Face aux lourdes conséquences entraînées par le harcèlement scolaire il s’agit de construire une réponse cohérente c’est-à-dire à la fois individuelle, familiale, pluridisciplinaire et qui s’inscrit dans le temps.
Selon mon expérience, les auteurs de harcèlement scolaire doivent être intégrés à la dynamique de prévention et de résolution du problème. Les mettre à l’écart de ce processus serait contre-productif, voire même dangereux. Si nous avons vu avec Emmanuelle Pinguet qu’une des solutions consistait à rendre l’enfant harcelé capable de se défendre, cela ne veut pas dire que l’adulte n’a pas son rôle à jouer. Au contraire, son rôle est grand et décisif.
Cette réponse au harcèlement doit s’inscrire à la fois sur le lieu de l’école et en dehors de l’école.

Hors de l’école : orientation vers les spécialistes, d’où la nécessité pour l’école de travailler en étroite collaboration avec les professionnels de santé de proximité.

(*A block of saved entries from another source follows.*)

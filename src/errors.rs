//! Typed error hierarchy for the bughunt orchestrator.
//!
//! Four enums cover the subsystems whose failures callers need to tell apart:
//! - `StoreError`: the on-disk work item store (items, fixes, queue, details)
//! - `CheckpointError`: the run snapshot store and its pointer file
//! - `GatewayError`: the external agent process
//! - `RunError`: the top-level run loop
//!
//! Gateway failures are phase-level and never abort a run. Store and checkpoint
//! failures are fatal: a run that cannot be made durable stops.

use std::path::PathBuf;
use thiserror::Error;

/// Errors from the work item store.
#[derive(Debug, Error)]
pub enum StoreError {
    #[error("Failed to read {path}: {source}")]
    Read {
        path: PathBuf,
        #[source]
        source: std::io::Error,
    },

    #[error("Failed to write {path}: {source}")]
    Write {
        path: PathBuf,
        #[source]
        source: std::io::Error,
    },

    #[error("Failed to parse {path}: {source}")]
    Parse {
        path: PathBuf,
        #[source]
        source: serde_json::Error,
    },

    #[error("Failed to serialize {what}: {source}")]
    Serialize {
        what: &'static str,
        #[source]
        source: serde_json::Error,
    },

    #[error("State directory {path} is locked by another bughunt process")]
    Locked { path: PathBuf },
}

/// Errors from the checkpoint snapshot store.
#[derive(Debug, Error)]
pub enum CheckpointError {
    #[error("Checkpoint database error: {0}")]
    Database(#[from] rusqlite::Error),

    #[error("Checkpoint for run {run_id} is corrupt: {source}")]
    Corrupt {
        run_id: String,
        #[source]
        source: serde_json::Error,
    },

    #[error("Checkpoint pointer error: {0}")]
    Pointer(#[source] std::io::Error),

    #[error("Checkpoint task panicked")]
    TaskPanicked,

    #[error("Checkpoint lock poisoned")]
    LockPoisoned,
}

/// Errors from the external agent gateway.
#[derive(Debug, Error)]
pub enum GatewayError {
    #[error("Failed to spawn agent process `{cmd}`: {source}")]
    Spawn {
        cmd: String,
        #[source]
        source: std::io::Error,
    },

    #[error("Agent process I/O failed: {0}")]
    Io(#[from] std::io::Error),

    #[error("Agent process exited with code {exit_code}")]
    NonZeroExit { exit_code: i32 },

    #[error("Failed to build output schema: {0}")]
    Schema(#[source] serde_json::Error),
}

/// Errors that terminate the run loop.
#[derive(Debug, Error)]
pub enum RunError {
    #[error("Persistence failed: {0}")]
    Persistence(#[from] StoreError),

    #[error("Checkpoint failed: {0}")]
    Checkpoint(#[from] CheckpointError),

    #[error("Run cancelled by operator")]
    Cancelled,

    #[error(transparent)]
    Other(#[from] anyhow::Error),
}

#[cfg(test)]
mod tests {
    use super::*;

    #[test]
    fn store_error_write_carries_path() {
        let path = PathBuf::from("/state/items.json");
        let io_err = std::io::Error::new(std::io::ErrorKind::PermissionDenied, "read-only");
        let err = StoreError::Write {
            path: path.clone(),
            source: io_err,
        };
        match &err {
            StoreError::Write { path: p, source } => {
                assert_eq!(p, &path);
                assert_eq!(source.kind(), std::io::ErrorKind::PermissionDenied);
            }
            _ => panic!("Expected Write"),
        }
        assert!(err.to_string().contains("/state/items.json"));
    }

    #[test]
    fn run_error_converts_from_store_error() {
        let inner = StoreError::Locked {
            path: PathBuf::from("/state"),
        };
        let run_err: RunError = inner.into();
        assert!(matches!(
            run_err,
            RunError::Persistence(StoreError::Locked { .. })
        ));
    }

    #[test]
    fn run_error_converts_from_checkpoint_error() {
        let run_err: RunError = CheckpointError::LockPoisoned.into();
        assert!(matches!(
            run_err,
            RunError::Checkpoint(CheckpointError::LockPoisoned)
        ));
    }

    #[test]
    fn gateway_error_non_zero_exit_carries_code() {
        let err = GatewayError::NonZeroExit { exit_code: 2 };
        assert!(err.to_string().contains('2'));
    }

    #[test]
    fn all_error_types_implement_std_error_trait() {
        fn assert_std_error<E: std::error::Error>(_: &E) {}
        assert_std_error(&StoreError::Locked {
            path: PathBuf::from("x"),
        });
        assert_std_error(&CheckpointError::TaskPanicked);
        assert_std_error(&GatewayError::NonZeroExit { exit_code: 1 });
        assert_std_error(&RunError::Cancelled);
    }
}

En psychothérapie individuelle avec un enfant harceleur, il s’agira d’abord de gagner sa confiance sans se faire manipuler. Le projet sera de tenter de faire augmenter l’empathie, à amener les harceleurs dans une réflexion sur leurs actes, leurs motivations, leurs responsabilités. Surtout les amener à prendre conscience d’eux et de leurs affects. Une intervention qui marche bien par exemple est de dire : « à ton avis, ne peux-tu pas inventer d’autres conduites socialement plus acceptables pour exprimer tes ressentis et continuer à être toi-même ? »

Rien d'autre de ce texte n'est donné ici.